With the Programme for Government due tomorrow in Scotland, it’s a good time to take a look at the state of politics.
A poll over the weekend showed Labour are now neck and neck with the Tories, with the Conservatives managing to squander a 26 point lead in the space of five months. When Johnson imposed a full lockdown near the end of March, the Tories were on 54 per cent, but anyone who thought the ‘national unity’ Churchillian guff was going to survive the pandemic crisis was naive in the extreme. Backbench Tory MPs, preparing to come back to the House of Commons after the summer break, are publicly venting about the repeated mistakes and U-turns of the Johnson regime, which has had a very bad crisis.
“Too often it looks like this government licks its finger and sticks it in the air to see which way the wind is blowing,” Charles Walker, vice-chair of the influential backbench 1922 committee, said.
The backbenchers have been further aggrieved by reports that Chancellor Rishi Sunak is planning to hike taxes on the wealthy. An increase in corporation tax from 19 to 24 per cent, increasing capital gains tax so its levied at the same rate as income tax could raise as much as £30 billion, and appear to be taken straight out of Labour’s General Election manifesto last year. Sunak wants to claw back some cash after the furlough splurge, but these are measures that won’t be popular among the Tory base of speculators and spivs.

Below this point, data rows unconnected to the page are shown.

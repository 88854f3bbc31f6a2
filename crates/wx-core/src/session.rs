//! Conversation history
//!
//! An append-only, in-memory message sequence for one chat session.
//! History lives for the lifetime of the process and is discarded on exit.

use chrono::{DateTime, Utc};
use serde::{Deserialize, Serialize};

use crate::llm::Message;

/// Represents one conversation session
#[derive(Debug, Clone, Serialize, Deserialize)]
pub struct Conversation {
    /// Unique session identifier
    pub id: String,
    /// Conversation messages
    pub messages: Vec<Message>,
    /// Session creation timestamp
    pub created_at: DateTime<Utc>,
    /// Last update timestamp
    pub updated_at: DateTime<Utc>,
}

impl Conversation {
    /// Create a new empty conversation
    pub fn new() -> Self {
        let now = Utc::now();
        Self {
            id: uuid::Uuid::new_v4().to_string(),
            messages: Vec::new(),
            created_at: now,
            updated_at: now,
        }
    }

    /// Append a message to the conversation
    pub fn push(&mut self, message: Message) {
        self.messages.push(message);
        self.updated_at = Utc::now();
    }

    /// Clear all messages in the conversation
    pub fn clear(&mut self) {
        self.messages.clear();
        self.updated_at = Utc::now();
    }

    /// Get message count
    pub fn message_count(&self) -> usize {
        self.messages.len()
    }

    /// Check if the conversation is empty
    pub fn is_empty(&self) -> bool {
        self.messages.is_empty()
    }
}

impl Default for Conversation {
    fn default() -> Self {
        Self::new()
    }
}
//! get_weather tool backed by the wx-api Tool Endpoint

use async_trait::async_trait;
use reqwest::Client;
use serde::Deserialize;
use serde_json::{json, Value as JsonValue};

use wx_core::tool::SchemaBuilder;
use wx_core::{Error, Result, Tool, ToolResult};

/// Tool that fetches the current weather for a city from the Tool Endpoint
pub struct GetWeatherTool {
    client: Client,
    endpoint_url: String,
}

impl GetWeatherTool {
    /// Create a new tool targeting the given endpoint base URL
    pub fn new(endpoint_url: impl Into<String>) -> Self {
        let client = Client::builder()
            .timeout(std::time::Duration::from_secs(30))
            .build()
            .unwrap_or_else(|_| Client::new());

        Self {
            client,
            endpoint_url: endpoint_url.into(),
        }
    }

    /// Create with custom client (for testing)
    pub fn with_client(client: Client, endpoint_url: impl Into<String>) -> Self {
        Self {
            client,
            endpoint_url: endpoint_url.into(),
        }
    }

    /// Call the endpoint and return the response body verbatim
    ///
    /// The body is relayed to the model exactly as received, so it is
    /// never reparsed or reformatted here.
    async fn call_endpoint(&self, city: &str) -> Result<String> {
        let url = format!(
            "{}/tools/get_weather",
            self.endpoint_url.trim_end_matches('/')
        );

        tracing::info!(city = %city, "Calling weather endpoint");

        let response = self
            .client
            .post(&url)
            .json(&json!({ "city": city }))
            .send()
            .await
            .map_err(|e| Error::ToolExecution(format!("Weather endpoint request failed: {}", e)))?;

        let status = response.status();
        let body = response
            .text()
            .await
            .map_err(|e| Error::ToolExecution(format!("Failed to read endpoint response: {}", e)))?;

        if !status.is_success() {
            return Err(Error::ToolExecution(format!(
                "Weather endpoint error: {}: {}",
                status, body
            )));
        }

        Ok(body)
    }
}

/// Weather input parameters
#[derive(Debug, Deserialize)]
struct WeatherInput {
    /// The name of the city to query
    city: String,
}

#[async_trait]
impl Tool for GetWeatherTool {
    fn name(&self) -> &str {
        "get_weather"
    }

    fn description(&self) -> &str {
        "Get the current weather information for a specified city."
    }

    fn input_schema(&self) -> JsonValue {
        SchemaBuilder::object_schema_with_descriptions(vec![(
            "city",
            "string",
            "The name of the city to get weather information for",
            true,
        )])
    }

    async fn execute(&self, input: JsonValue) -> Result<ToolResult> {
        let weather_input: WeatherInput = serde_json::from_value(input)
            .map_err(|e| Error::InvalidArgument(format!("Invalid input parameters: {}", e)))?;

        if weather_input.city.is_empty() {
            return Ok(ToolResult::error("City name must not be empty"));
        }

        match self.call_endpoint(&weather_input.city).await {
            Ok(body) => Ok(ToolResult::success(body)),
            Err(e) => Ok(ToolResult::error(format!("Failed to fetch weather: {}", e))),
        }
    }
}

#[cfg(test)]
mod tests {
    use super::*;

    #[test]
    fn test_input_schema() {
        let tool = GetWeatherTool::new("http://localhost:8000");
        let schema = tool.input_schema();
        assert_eq!(schema["type"], "object");
        assert_eq!(schema["properties"]["city"]["type"], "string");
        assert_eq!(schema["required"][0], "city");
    }

    #[test]
    fn test_input_parsing() {
        let input = json!({"city": "Aruba"});
        let parsed: WeatherInput = serde_json::from_value(input).unwrap();
        assert_eq!(parsed.city, "Aruba");
    }

    #[tokio::test]
    async fn test_execute_malformed_input() {
        let tool = GetWeatherTool::new("http://localhost:8000");
        let result = tool.execute(json!({"town": "Aruba"})).await;
        assert!(matches!(result, Err(Error::InvalidArgument(_))));
    }

    #[tokio::test]
    async fn test_execute_empty_city() {
        let tool = GetWeatherTool::new("http://localhost:8000");
        let result = tool.execute(json!({"city": ""})).await.unwrap();
        assert!(result.is_error);
        assert!(result.output.contains("empty"));
    }

    #[tokio::test]
    async fn test_execute_unreachable_endpoint() {
        // Nothing listens on this port; the failure must come back as an
        // error tool result, not an Err.
        let tool = GetWeatherTool::new("http://127.0.0.1:1");
        let result = tool.execute(json!({"city": "Aruba"})).await.unwrap();
        assert!(result.is_error);
        assert!(result.output.contains("Failed to fetch weather"));
    }
}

So Boris is under pressure, but he’s not likely to be vanquished like his former Scottish counter-part, Jackson Carlaw, was, at least not yet. Johnson is due to visit Scotland again soon to try to bolster the profile of Number 10’s new man in Scotland, Douglas Ross MP, who may be given the honorary title “deputy minister for the Union” by the Cabinet, just to make him sound a bit more special. Ross will today unveil a transport and infrastructure investment proposals based on joint Scottish and UK Government investment, akin to the City Growth Deals. He wants to create a “Scottish dynamo” to compete with the “Northern Powerhouse”, the term used to describe the Tories largely rhetorical proposals for infrastructure investment in the north of England and the Midlands.
It makes sense for Ross to align proposals for the Scottish economy with Treasury fire-power, but of course Nicola Sturgeon will simply retort: ‘Show me the money’. Whatever Ross can propose to do with Treasury pounds, Sturgeon can too. The SNP leader is riding high in the polls going into the Programme for Government, but tomorrow’s announcement still comes with some pressure, being the last of this parliamentary term before May’s election, and the first since the pandemic crisis. The SNP’s huge poll lead means there is no excuse not to be ambitious, and she has promised a “radical” set of proposals which will “address many of the deep seated challenges our country faces”.
An 18.9 per cent fall in output since March means we are in “the deepest recession in living memory”, according to the Fraser of Allander Institute, while child poverty rates are “set to rocket”, according to the Poverty and Inequality Commission. So this really should be a Programme for Government like no other, introducing immediate measures which turn over the country’s resources to meeting social need. And if Sunak can ask the rich to pay more for the greater good, why can’t Sturgeon? It will be interesting to see how brave the First Minister is tomorrow.